Search
Insight

Uncovering Secrets of the Apollo Space Missions with iZotope RX

Kevin is a Career Services Advisor at the SAE Institute Nashville, pursuing a master’s degree in a field he pioneered: astro-musicology. Kevin is also a contributor to NASA’s Apollo Flight Journal, a living document that details every element of the eleven manned Apollo missions from the Earth to the moon.

I had the opportunity to sit down and chat with Kevin about his start in audio restoration, his work on the Apollo Flight Journal, and the link between space exploration and music.
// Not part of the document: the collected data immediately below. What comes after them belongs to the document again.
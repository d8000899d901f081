mod analog_in;
mod analog_out;
mod bh1750;
mod digital_in;
mod digital_out;
mod dummy;
mod i2c_adapter;
mod neo_pixel;
mod pwm;

pub use analog_in::AnalogIn;
pub use analog_out::AnalogOut;
pub use bh1750::Bh1750Sensor;
pub use digital_in::DigitalIn;
pub use digital_out::DigitalOut;
pub use dummy::DummyPeripheral;
pub use i2c_adapter::I2cAdapter;
pub use neo_pixel::NeoPixel;
pub use pwm::Pwm;

use super::PeripheralFactory;

/// The key of the data point type of single-valued peripherals.
pub(crate) const DATA_POINT_TYPE_KEY: &str = "data_point_type";
pub(crate) const PIN_KEY: &str = "pin";

/// Registers every built-in peripheral type.
pub fn register_all(factory: &mut PeripheralFactory) {
    let _ = factory.register(DigitalOut::TYPE_NAME, DigitalOut::CAPABILITIES, DigitalOut::create);
    let _ = factory.register(DigitalIn::TYPE_NAME, DigitalIn::CAPABILITIES, DigitalIn::create);
    let _ = factory.register(AnalogIn::TYPE_NAME, AnalogIn::CAPABILITIES, AnalogIn::create);
    let _ = factory.register(AnalogOut::TYPE_NAME, AnalogOut::CAPABILITIES, AnalogOut::create);
    let _ = factory.register(Pwm::TYPE_NAME, Pwm::CAPABILITIES, Pwm::create);
    let _ = factory.register(I2cAdapter::TYPE_NAME, I2cAdapter::CAPABILITIES, I2cAdapter::create);
    let _ = factory.register(
        Bh1750Sensor::TYPE_NAME,
        Bh1750Sensor::CAPABILITIES,
        Bh1750Sensor::create,
    );
    let _ = factory.register(NeoPixel::TYPE_NAME, NeoPixel::CAPABILITIES, NeoPixel::create);
    let _ = factory.register(
        DummyPeripheral::TYPE_NAME,
        DummyPeripheral::CAPABILITIES,
        DummyPeripheral::create,
    );
}

#[cfg(test)]
mod tests {
    use embedded_hal_mock::eh1::i2c::{Mock as I2cMock, Transaction as I2cTransaction};

    use serde_json::json;

    use fieldnode::parameters::Parameters;

    use crate::hal::mock::MockBoard;
    use crate::tests::{DATA_POINT_TYPE, controller_with};

    use super::super::{Capability, PeripheralFactory};
    use super::register_all;

    #[test]
    fn declared_capabilities_match_the_accessors() {
        let expectations = [
            I2cTransaction::write(0x23, vec![0x01]),
            I2cTransaction::write(0x23, vec![0x10]),
            I2cTransaction::write(0x23, vec![0x00]),
        ];
        let mut i2c = I2cMock::new(&expectations);
        let mut controller =
            controller_with(MockBoard::new().with_i2c_bus(0, Box::new(i2c.clone())));
        let mut factory = PeripheralFactory::new();
        register_all(&mut factory);

        let adapter = "00000000-0000-0000-0000-00000000c0c0";
        let peripherals = [
            json!({"type": "DigitalOut", "pin": 5, "data_point_type": DATA_POINT_TYPE}),
            json!({
                "type": "DigitalIn",
                "pin": 14,
                "data_point_type": DATA_POINT_TYPE,
                "input_type": "floating",
            }),
            json!({"type": "AnalogIn", "pin": 34, "voltage_data_point_type": DATA_POINT_TYPE}),
            json!({"type": "AnalogOut", "pin": 25, "voltage_data_point_type": DATA_POINT_TYPE}),
            json!({"type": "PWM", "pin": 32, "data_point_type": DATA_POINT_TYPE}),
            json!({"uuid": adapter, "type": "I2CAdapter", "scl": 22, "sda": 21}),
            json!({"type": "BH1750", "i2c_adapter": adapter, "data_point_type": DATA_POINT_TYPE}),
            json!({"type": "NeoPixel", "color_encoding": "GRB", "led_pin": 27, "led_count": 8}),
            json!({"type": "DummyPeripheral", "data_point_type": DATA_POINT_TYPE}),
        ];

        let mut checked = Vec::new();
        for (index, mut value) in peripherals.into_iter().enumerate() {
            if value.get("uuid").is_none() {
                value["uuid"] = json!(format!("00000000-0000-0000-0000-{:012x}", index + 1));
            }
            let uuid = controller
                .add(&Parameters::from_value(&value).unwrap())
                .unwrap();

            let peripheral = controller.get(&uuid).unwrap();
            let mut peripheral = peripheral.borrow_mut();
            let type_name = peripheral.type_name();
            let declared = factory.capabilities(type_name).unwrap();
            for capability in Capability::ALL {
                assert_eq!(
                    peripheral.supports(capability),
                    declared.contains(&capability),
                    "{type_name}: {capability}"
                );
            }
            checked.push(type_name);
        }

        // Every built-in type is covered.
        assert_eq!(factory.factory_names().collect::<Vec<_>>(), checked);

        drop(controller);
        i2c.done();
    }
}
In this piece you’ll learn:

  • How RX helped forge a bond between Kevin’s career in audio and his lifelong passion for space exploration
  • The long and storied connection between music and space exploration

Come on a journey through time and space, as we uncover secrets of the Apollo missions, plus powerful noise reduction and audio editing tools in RX.

Getting acquainted with RX and NASA

Kevin’s journey into the world of audio and engineering began, like so many before him, as a musician. Growing up a guitarist, it started simply enough playing in bands around his hometown. Before long though, he found himself recording his own music, then the music of his friends’ bands, and eventually pursuing a degree in audio engineering.

Eventually, this led Kevin to his current position at the SAE Institute, and it was there, in late 2017, that he ultimately crossed paths with iZotope’s RX audio repair software. When an instructor from iZotope came to teach a seminar on RX, Kevin attended along with the students, and the implicit possibilities began to dawn on him.

“It was really intriguing to me… It kind of stuck in the back of my mind like, ‘this is extremely useful—this is so powerful that this could really be a game-changer for a lot of people…’ At first, it was things like cleaning up 60-cycle noise on guitar recordings and things like that, but I realized that this toolset can have so many other implications that can actually help things that actually matter.”

Around 2010, NASA released thousands of hours of audio recordings from the Apollo missions to the public. While this flew under the radar of many audio engineers, Kevin, a self-proclaimed space-history nerd, relished the opportunity to delve in and listen for any new nuggets from the archive.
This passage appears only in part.